Under Rule 12(b)(1) of the Federal Rules of Civil Procedure, a defendant may attack the complaint for lack of subject matter jurisdiction. Fed.R.Civ.P. 12. Specifically, a lack of Article III standing, or constitutional standing, “requires dismissal for lack of subject matter jurisdiction.” Maya v. Centex Corp., 658 F.3d 1060, 1067 (9th Cir. 2011).

Under Rule 12(b)(6), a defendant may assert a defense that the plaintiff has failed to state a claim. Fed.R.Civ.P. 12. To survive a motion to dismiss under Rule 12(b)(6), a complaint “must contain sufficient factual matter, accepted as true, to ‘state a claim to relief that is plausible on its face.'” Ashcroft v. Iqbal, 556 U.S. 662, 678 (2009) (quoting Bell Atlantic Corp. v. Twombly, 550 U.S. 544, 570 (2007)). A claim is plausible on its face when the claimant “pleads factual content that allows the court to draw the reasonable inference that the defendant is liable for the misconduct alleged.” Id. Facts that are “merely consistent with a defendant's liability” are insufficient to show plausibility. Twombly, 550 U.S. at 557. In determining whether the plaintiff's claims are plausible, courts “accept factual allegations in the complaint as true and construe the pleadings in the light most favorable to the nonmoving party.” Manzarek v. St. Paul Fire & Marine Ins. Co., 519 F.3d 1025, 1031 (9th Cir. 2008).

III. DISCUSSION

Defendants raise issues of standing, preemption, and Proposition 65 (“Prop 65”) requirements, in addition to challenging the sufficiency of Plaintiffs' allegations under California and New York law. The Court will address each argument in turn.

A. Standing

In order to establish Article III standing, a plaintiff must show that she has “(1) suffered an injury in fact, (2) that is fairly traceable to the challenged conduct of the defendant, and (3) that is likely to be redressed by a favorable judicial decision.” Spokeo, Inc. v. Robins, 578 U.S. 330, 338, as revised (May 24, 2016) (citing Lujan v. Defs. of Wildlife, 504 U.S. 555, 560-61 (1992)). Plaintiffs must establish standing to pursue claims based on past purchases as well as injunctive relief (e.g., prospective purchases).

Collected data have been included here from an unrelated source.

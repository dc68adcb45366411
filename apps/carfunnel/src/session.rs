//! # Funnel Session
//!
//! The single owner of funnel state at runtime.
//!
//! A session pairs the core [`CascadeController`] with the async
//! [`Dispatcher`] and the receiving end of its completion channel. All
//! mutation happens through `&mut self` on whichever task holds the
//! session; lookup tasks only ever send completions back.
//!
//! ## Lifecycle
//!
//! - `open` paints all six stages `Empty` and dispatches the first stage
//! - `select` cascades: reset downstream, invalidate their lookups,
//!   dispatch exactly the next stage
//! - completions are applied one at a time via `apply` (or `settle`)

use crate::dispatcher::{Completion, Dispatcher, Verdict};
use crate::lookup::Lookup;
use crate::search;
use carfunnel_core::{
    Cascade, CascadeController, FunnelError, Request, Sequence, StageDescriptor, StageId,
    StageSnapshot, StageState, StageView,
};
use tokio::sync::mpsc;

/// What applying a completion did to the funnel.
#[derive(Debug, Clone, Copy, PartialEq, Eq)]
pub enum Applied {
    /// Options were rendered; `state` is the stage's resulting state.
    Rendered { stage: StageId, state: StageState },
    /// The lookup failed; the stage is back to `Empty`.
    Failed { stage: StageId },
    /// The completion was superseded and dropped.
    Discarded { stage: StageId, sequence: Sequence },
}

/// Controller + dispatcher + completion inbox.
pub struct FunnelSession<L: Lookup, V: StageView> {
    controller: CascadeController<V>,
    dispatcher: Dispatcher<L>,
    completions: mpsc::UnboundedReceiver<Completion>,
}

impl<L: Lookup, V: StageView> FunnelSession<L, V> {
    /// Build the funnel and start loading the first stage.
    ///
    /// Must be called from within a tokio runtime.
    pub fn open(lookup: L, view: V) -> Self {
        let (dispatcher, completions) = Dispatcher::new(lookup);
        let mut session = Self {
            controller: CascadeController::new(view),
            dispatcher,
            completions,
        };
        session.load(StageId::Make, None);
        session
    }

    /// Read access to the controller (and through it, the store and view).
    pub fn controller(&self) -> &CascadeController<V> {
        &self.controller
    }

    /// Serializable copy of every stage.
    pub fn snapshot(&self) -> Vec<StageSnapshot> {
        self.controller.snapshot()
    }

    /// Selected values in funnel order.
    pub fn selections(&self) -> Vec<(&'static StageDescriptor, &str)> {
        self.controller.selections()
    }

    /// Listing URL for the current selections.
    pub fn search_url(&self, base_url: &str) -> Result<reqwest::Url, FunnelError> {
        search::search_url(base_url, &self.selections())
    }

    /// Lookups issued but not yet applied or discarded.
    pub fn in_flight(&self) -> usize {
        self.dispatcher.in_flight()
    }

    // =========================================================================
    // INPUT
    // =========================================================================

    /// The user changed `stage` to `value` (empty clears it).
    pub fn select(&mut self, stage: StageId, value: &str) -> Result<Cascade, FunnelError> {
        let cascade = self.controller.select(stage, value)?;
        for &reset in &cascade.reset {
            self.dispatcher.invalidate(reset);
        }
        if let Some((next, param)) = &cascade.next {
            self.load(*next, Some(param.clone()));
        }
        Ok(cascade)
    }

    /// Re-issue `stage`'s lookup from its parent's current selection.
    ///
    /// Everything after `stage` is reset. This is the only way to retry
    /// the first stage after its initial load failed.
    pub fn reload(&mut self, stage: StageId) -> Result<Request, FunnelError> {
        let param = match stage.previous() {
            None => None,
            Some(parent) => Some(
                self.controller
                    .slot(parent)
                    .selected()
                    .ok_or(FunnelError::StageDisabled(stage))?
                    .to_string(),
            ),
        };

        for downstream in stage.downstream() {
            self.dispatcher.invalidate(downstream);
            self.controller.fail(downstream);
        }
        Ok(self.load(stage, param))
    }

    fn load(&mut self, stage: StageId, param: Option<String>) -> Request {
        let request = self.dispatcher.dispatch(stage, param);
        self.controller.begin_loading(stage);
        request
    }

    // =========================================================================
    // COMPLETIONS
    // =========================================================================

    /// Wait for the next lookup to finish. `None` only if the channel closed.
    pub async fn next_completion(&mut self) -> Option<Completion> {
        self.completions.recv().await
    }

    /// Judge a completion and, if current, render it.
    pub fn apply(&mut self, completion: Completion) -> Applied {
        match self.dispatcher.accept(completion) {
            Verdict::Stale { stage, sequence } => Applied::Discarded { stage, sequence },
            Verdict::Current {
                stage,
                failed: true,
                ..
            } => {
                self.controller.fail(stage);
                Applied::Failed { stage }
            }
            Verdict::Current { stage, options, .. } => {
                let state = self.controller.populate(stage, options);
                Applied::Rendered { stage, state }
            }
        }
    }

    /// Apply completions until nothing is in flight.
    pub async fn settle(&mut self) -> Vec<Applied> {
        let mut applied = Vec::new();
        while self.in_flight() > 0 {
            let Some(completion) = self.next_completion().await else {
                break;
            };
            applied.push(self.apply(completion));
        }
        applied
    }
}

1. Past Economic Injury - Overpayment Theory

Defendants contend that Plaintiffs “fail to allege an injury in fact.” Dkt. 16 at 23. Plaintiffs assert an overpayment theory of injury, alleging that “Premier Protein Products were worth less than what Plaintiffs [] paid for them” and that they “lost money as a result of Defendants' omissions and unfair practices.” Compl. ¶¶ 115, 116. The Ninth Circuit has recognized overpayment as “a viable theory of economic injury,” noting “that a plaintiff can satisfy the injury in fact requirement by showing that she paid more for a product than she otherwise would have due to a defendant's false representations about the product.” McGee v. S-L Snacks Nat'l, 982 F.3d 700, 706-07 (9th Cir. 2020) (declining to decide, however, whether overpayment is a viable theory without misrepresentation); see Maya v. Centex Corp., 658 F.3d 1060, 1069 (9th Cir. 2011) (recognizing “a quintessential injury-in-fact” where “plaintiffs spent money that, absent defendants' actions, they would not have spent”). The alleged overpayment is related to lead levels found in the product. Disputed heavily at this point is the acceptable level of lead. Issues of what level of lead may be safe or unsafe and what reference level is appropriate to use are questions of fact and need not be resolved at the pleading stage. Here, the Court finds that an overpayment theory is viable.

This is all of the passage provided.